In your case, yes, it probably better to directly enter a weekly calorie target, rather than using Spark's minutes/days assumptions.


HACK_HACKER SparkPoints: (16,150)
Fitness Minutes: (29,163)
Posts: 54
12/9/12 9:16 P

Thanks for all the posts! I see what you mean. And the fitness tracker has been instructing me to change my fitness goals, but I don't understand what setting I need to change. I already told it that I plan to do cardio exercise 5 times a week--I try to do it before every exercise session, even if I'm strength training. Do I need to tell it that I know I burn X calories a week? The setting on the bottom of the page?

And I'm definitely not trying to eat less than my calorie allotment. I actually got all 1500 in today! But it's a lot of effort to eat that much, since I don't keep snacks around. I'm working on it, though!

MOTIVATED@LAST Posts: 15,437
12/8/12 8:57 P


Spark's intake recommendations take into account exercise averaged over the week.

The body typically has a reserve of about 2000 calories of usable energy, and should easily be able to cope with 650 calories of exercise, even if this is more than the daily average. It might be a different matter if you were burning 1500 calories, where you should be eating something before or during exercise to avoid depleting those reserves.


MOTIVATED@LAST Posts: 15,437
12/8/12 8:48 P


Exercising more is good.

But I agree with Bubble - Spark's default goals are based on 30 minutes 3 times per week of moderate exercise, and it is fairly easy to exceed them if you push things a bit more. Update your Goals to more accurately reflect what you are burning.

It is important to eat appropriately to support higher levels of activity. Dramatically undereating can be effective in the short term (over a few days), but over the longer term, this is definitely not a healthy approach. It makes it difficult for your body to get all the nutrients it needs, and opening up too large a calorie deficit can lead the body to trying to close the gap by slowing your metabolism, sacrificing muscle to preserve fat, etc.

Spark's intake recommendations are based on what someone of your height and weight, and activity level would need, and going significantly under this number is not a healthy approach.


BUBBLEJ1 Posts: 2,981
12/8/12 4:36 P

Vegan - If your fitness goals are accurate then they account for exercise done, so no you don't need to eat more.

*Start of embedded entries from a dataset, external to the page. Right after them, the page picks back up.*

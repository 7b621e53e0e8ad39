//! Bank statement import.
//!
//! Statements are exported newest-first as `DD/MM/YYYY, amount, description`
//! rows, comma- or tab-separated, without a header. Only the account's
//! balance *after* the newest row is known, so the opening balance is derived
//! backwards from it.

use std::collections::BTreeMap;

use chrono::NaiveDate;
use committee_shared::types::money::{parse_amount, MAX_TRANSACTION_AMOUNT};
use committee_shared::types::{round_currency, Month, TransactionId};
use csv::ReaderBuilder;
use rust_decimal::Decimal;
use serde::Serialize;

use super::error::LedgerError;
use super::reconcile::close_month;
use super::types::{AccountType, MonthlyLedger, Transaction};

const STATEMENT_DATE_FORMAT: &str = "%d/%m/%Y";

/// One usable statement row.
#[derive(Debug, Clone, PartialEq, Eq)]
pub struct StatementRow {
    /// Zero-based record index in the file.
    pub position: usize,
    /// Booking date.
    pub date: NaiveDate,
    /// Signed amount.
    pub amount: Decimal,
    /// Remaining fields joined by spaces.
    pub description: String,
    /// Category assigned from the description.
    pub category: &'static str,
}

/// Result of turning a statement into monthly ledgers.
#[derive(Debug, Clone, PartialEq)]
pub struct ImportOutcome {
    /// One ledger per affected month, ascending.
    pub ledgers: Vec<MonthlyLedger>,
    /// Balance before the oldest row.
    pub opening_balance: Decimal,
    /// Balance after the newest row.
    pub closing_balance: Decimal,
    /// Number of imported transactions.
    pub transaction_count: usize,
}

impl ImportOutcome {
    /// Affected months, ascending.
    #[must_use]
    pub fn months(&self) -> Vec<Month> {
        self.ledgers.iter().map(|l| l.month).collect()
    }

    /// Wire summary for the import endpoint.
    #[must_use]
    pub fn summary(&self, ledger_type: AccountType) -> ImportSummary {
        let months: Vec<String> = self.months().iter().map(ToString::to_string).collect();
        ImportSummary {
            status: "ok",
            ledger_type,
            count: months.len(),
            months,
            transactions: self.transaction_count,
            opening_balance: self.opening_balance,
            closing_balance: self.closing_balance,
        }
    }
}

/// Response body of a successful import.
#[derive(Debug, Clone, PartialEq, Serialize)]
#[serde(rename_all = "camelCase")]
pub struct ImportSummary {
    /// Always `"ok"`.
    pub status: &'static str,
    /// Account type the rows were imported into.
    #[serde(rename = "type")]
    pub ledger_type: AccountType,
    /// Affected months.
    pub months: Vec<String>,
    /// Number of affected months.
    pub count: usize,
    /// Number of imported transactions.
    pub transactions: usize,
    /// Balance before the oldest row.
    #[serde(with = "rust_decimal::serde::float")]
    pub opening_balance: Decimal,
    /// Balance after the newest row.
    #[serde(with = "rust_decimal::serde::float")]
    pub closing_balance: Decimal,
}

/// Picks the field delimiter from the first non-blank line.
///
/// Tab wins ties and lines with neither character; an input without any
/// non-blank line defaults to comma.
#[must_use]
pub fn detect_delimiter(content: &str) -> u8 {
    let Some(line) = content.lines().map(str::trim).find(|l| !l.is_empty()) else {
        return b',';
    };
    let tabs = line.matches('\t').count();
    let commas = line.matches(',').count();
    if tabs >= commas { b'\t' } else { b',' }
}

/// Assigns a category from keywords in a statement description.
#[must_use]
pub fn categorize(description: &str) -> &'static str {
    const RULES: &[(&str, &[&str])] = &[
        (
            "Membership",
            &["tidyhq", "auscycling", "life membership", "membership fee", "affiliation"],
        ),
        ("Reimbursement", &["reimburse"]),
        ("Sponsorship", &["lake health group", "spons"]),
        (
            "Equipment",
            &[
                "troph",
                "engraving",
                "weed killer",
                "star outdoor",
                "electrical services",
                "asr electrical",
                "flowers",
            ],
        ),
        (
            "Event Fee",
            &["entryboss", "square", "race entry", "entry", "permits", "raffle"],
        ),
    ];

    let value = description.to_lowercase();
    RULES
        .iter()
        .find(|(_, keywords)| keywords.iter().any(|k| value.contains(k)))
        .map_or("Misc", |(category, _)| *category)
}

/// Reads usable rows from a statement, in file order.
///
/// Rows with fewer than three fields, blank rows, and rows whose date or
/// amount does not parse are skipped.
///
/// # Errors
///
/// Returns [`LedgerError::InvalidCsv`] if the content is not readable as
/// delimited text, [`LedgerError::AmountOutOfRange`] for a row amount above
/// the transaction limit and [`LedgerError::NoTransactionsFound`] if no row
/// is usable.
pub fn parse_statement(content: &str) -> Result<Vec<StatementRow>, LedgerError> {
    let mut reader = ReaderBuilder::new()
        .has_headers(false)
        .flexible(true)
        .delimiter(detect_delimiter(content))
        .from_reader(content.as_bytes());

    let mut rows = Vec::new();
    for (position, record) in reader.records().enumerate() {
        let record = record.map_err(|e| LedgerError::InvalidCsv(e.to_string()))?;
        if record.len() < 3 {
            continue;
        }

        let date_raw = record[0].trim();
        let amount_raw = record[1].trim();
        let description = record
            .iter()
            .skip(2)
            .collect::<Vec<_>>()
            .join(" ")
            .trim()
            .to_string();

        let Ok(date) = NaiveDate::parse_from_str(date_raw, STATEMENT_DATE_FORMAT) else {
            continue;
        };
        let Some(amount) = parse_amount(amount_raw) else {
            continue;
        };
        if amount.abs() > MAX_TRANSACTION_AMOUNT {
            return Err(LedgerError::AmountOutOfRange(amount));
        }

        rows.push(StatementRow {
            position,
            date,
            amount,
            category: categorize(&description),
            description,
        });
    }

    if rows.is_empty() {
        return Err(LedgerError::NoTransactionsFound);
    }
    Ok(rows)
}

/// Builds monthly ledgers from statement rows given the balance after the
/// newest row.
///
/// File order is newest-first, so chronological order is reverse file order.
/// Within a month rows are ordered by date; same-day rows stay chronological.
///
/// # Errors
///
/// Returns [`LedgerError::NoTransactionsFound`] for an empty row list,
/// [`LedgerError::AmountOutOfRange`] for a current balance above the
/// transaction limit and [`LedgerError::BalanceOutOfRange`] if a derived
/// balance overflows.
pub fn build_import(
    rows: &[StatementRow],
    ledger_type: AccountType,
    current_balance: Decimal,
) -> Result<ImportOutcome, LedgerError> {
    if rows.is_empty() {
        return Err(LedgerError::NoTransactionsFound);
    }

    if current_balance.abs() > MAX_TRANSACTION_AMOUNT {
        return Err(LedgerError::AmountOutOfRange(current_balance));
    }

    let mut chronological: Vec<&StatementRow> = rows.iter().collect();
    chronological.sort_by(|a, b| b.position.cmp(&a.position));

    let total = chronological
        .iter()
        .try_fold(Decimal::ZERO, |sum, row| sum.checked_add(row.amount))
        .ok_or(LedgerError::BalanceOutOfRange)?;
    let opening_balance = current_balance
        .checked_sub(total)
        .map(round_currency)
        .ok_or(LedgerError::BalanceOutOfRange)?;

    // Running balance before each row, in chronological order.
    let mut before: Vec<(Decimal, &StatementRow)> = Vec::with_capacity(chronological.len());
    let mut balance = opening_balance;
    for row in chronological {
        before.push((balance, row));
        balance = balance
            .checked_add(row.amount)
            .map(round_currency)
            .ok_or(LedgerError::BalanceOutOfRange)?;
    }

    let mut by_month: BTreeMap<Month, Vec<(Decimal, &StatementRow)>> = BTreeMap::new();
    for entry in before {
        by_month.entry(Month::of(entry.1.date)).or_default().push(entry);
    }

    let mut ledgers = Vec::with_capacity(by_month.len());
    for (month, mut entries) in by_month {
        let opening = entries.first().map_or(Decimal::ZERO, |(balance, _)| *balance);
        entries.sort_by_key(|(_, row)| row.date);

        let mut ledger = MonthlyLedger::new(ledger_type, month, opening);
        ledger.transactions = entries
            .into_iter()
            .map(|(_, row)| Transaction {
                id: TransactionId::new(),
                date: row.date,
                category: row.category.to_string(),
                description: row.description.clone(),
                amount: round_currency(row.amount),
                running_balance: Decimal::ZERO,
            })
            .collect();
        close_month(&mut ledger, opening)?;
        ledgers.push(ledger);
    }

    Ok(ImportOutcome {
        ledgers,
        opening_balance,
        closing_balance: round_currency(current_balance),
        transaction_count: rows.len(),
    })
}

/// Parses a statement and builds its monthly ledgers.
///
/// # Errors
///
/// See [`parse_statement`] and [`build_import`].
pub fn import_statement(
    content: &str,
    ledger_type: AccountType,
    current_balance: Decimal,
) -> Result<ImportOutcome, LedgerError> {
    let rows = parse_statement(content)?;
    build_import(&rows, ledger_type, current_balance)
}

If your fitness goals are not accurate then change them and see what your new range is.

VEGANMEGAN4LIFE SparkPoints: (1,667)
Fitness Minutes: (615)
Posts: 24
12/8/12 3:55 P

Hi Everyone!

I am a bit confused also.

I have eaten all my calories for the day (1500). But I did a major workout (hiking with a field-pack) and burned 650 calories.

So does that mean I can eat more calories for the day?

BUBBLEJ1 Posts: 2,981
12/8/12 3:18 P

Sparkpeople sets you up with low goals (to make them manageable for beginners). You need to reset your fitness goal to suit you. On the left side of your homepage you will see your fitness goal (xxx minutes to go!). Under that is a link that says change goal. Click on that and set your goal to something more realistic. You can do this whenever you want.

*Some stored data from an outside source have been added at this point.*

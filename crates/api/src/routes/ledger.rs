//! Monthly ledger routes.

use axum::{
    Json, Router,
    body::Bytes,
    extract::{Query, State},
    http::StatusCode,
    response::{IntoResponse, Response},
    routing::get,
};
use serde::Deserialize;
use serde_json::json;
use tracing::{info, warn};

use committee_core::ledger::MonthlyLedger;
use committee_shared::types::Month;

use super::{error_response, parse_ledger_type, storage_error_response};
use crate::AppState;

/// Creates the ledger routes.
pub fn routes() -> Router<AppState> {
    Router::new().route("/ledger", get(get_ledger).post(save_ledger))
}

/// Query parameters for ledger routes.
#[derive(Debug, Default, Deserialize)]
pub struct LedgerQuery {
    /// Account type, `BANK`, `CASH` or `CARD`.
    #[serde(rename = "type")]
    pub ledger_type: Option<String>,
    /// Single month, `YYYY-MM`.
    pub month: Option<String>,
}

/// GET `/ledger?type=BANK` returns every stored month of the type.
/// GET `/ledger?type=BANK&month=2025-01` returns one month with its opening
/// balance carried from the nearest previous month.
async fn get_ledger(State(state): State<AppState>, Query(query): Query<LedgerQuery>) -> Response {
    let ledger_type = match parse_ledger_type(query.ledger_type.as_deref()) {
        Ok(t) => t,
        Err(response) => return response,
    };

    let Some(raw_month) = query.month.as_deref().map(str::trim).filter(|m| !m.is_empty()) else {
        return match state.store.fetch_all(ledger_type).await {
            Ok(ledgers) => Json(ledgers).into_response(),
            Err(e) => storage_error_response(&e),
        };
    };

    let Ok(month) = raw_month.parse::<Month>() else {
        warn!(month = raw_month, "Invalid month");
        return error_response(StatusCode::BAD_REQUEST, "INVALID_MONTH", "Month must be YYYY-MM");
    };

    match state.store.fetch_month(ledger_type, month).await {
        Ok(ledger) => Json(ledger).into_response(),
        Err(e) => storage_error_response(&e),
    }
}

/// POST `/ledger?type=BANK` saves each month in the body under its key.
async fn save_ledger(
    State(state): State<AppState>,
    Query(query): Query<LedgerQuery>,
    body: Bytes,
) -> Response {
    let ledger_type = match parse_ledger_type(query.ledger_type.as_deref()) {
        Ok(t) => t,
        Err(response) => return response,
    };

    let ledgers: Vec<MonthlyLedger> = match serde_json::from_slice(&body) {
        Ok(ledgers) => ledgers,
        Err(e) => {
            warn!(error = %e, "Invalid ledger post format");
            return error_response(StatusCode::BAD_REQUEST, "INVALID_FORMAT", "Invalid format");
        }
    };

    match state.store.save_all(ledger_type, &ledgers).await {
        Ok(()) => {
            info!(%ledger_type, months = ledgers.len(), "Ledger saved");
            (StatusCode::OK, Json(json!({ "status": "ok" }))).into_response()
        }
        Err(e) => storage_error_response(&e),
    }
}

When you do this your calorie range will most likely increase. So you will need to address coming in under your calories. Your body needs fuel to exercise and live, and eating too little will actually harm your weight loss. If you make your sparkpage/trackers public people can give you specific advice.

Edited by: BUBBLEJ1 at: 12/8/2012 (15:20)
HACK_HACKER SparkPoints: (16,150)
Fitness Minutes: (29,163)
Posts: 54
12/8/12 2:17 P

I'm new to the site but not new to fitness. For the most part, I'm just trying to trim back some pounds and improve my stamina, and SparkPeople has been a huge help in keeping me engaged and accountable for my health.

I'll admit that tracking my diet has me avoiding the Nutella in the cupboard, but somehow, three days in a row, I've come in under my calorie minimum by 500 calories nearly. And I hit my calories burned goal for the month on my second day of cardio.

I don't think intentionally eating more is going to help, but I also don't want to exercise less! I reached my fitness minutes goal today (again, only my fourth day tracking). Am I doing something wrong with my exercises? Should I really exercise less? Or is this just SparkPeople's algorithm underestimating my capabilities?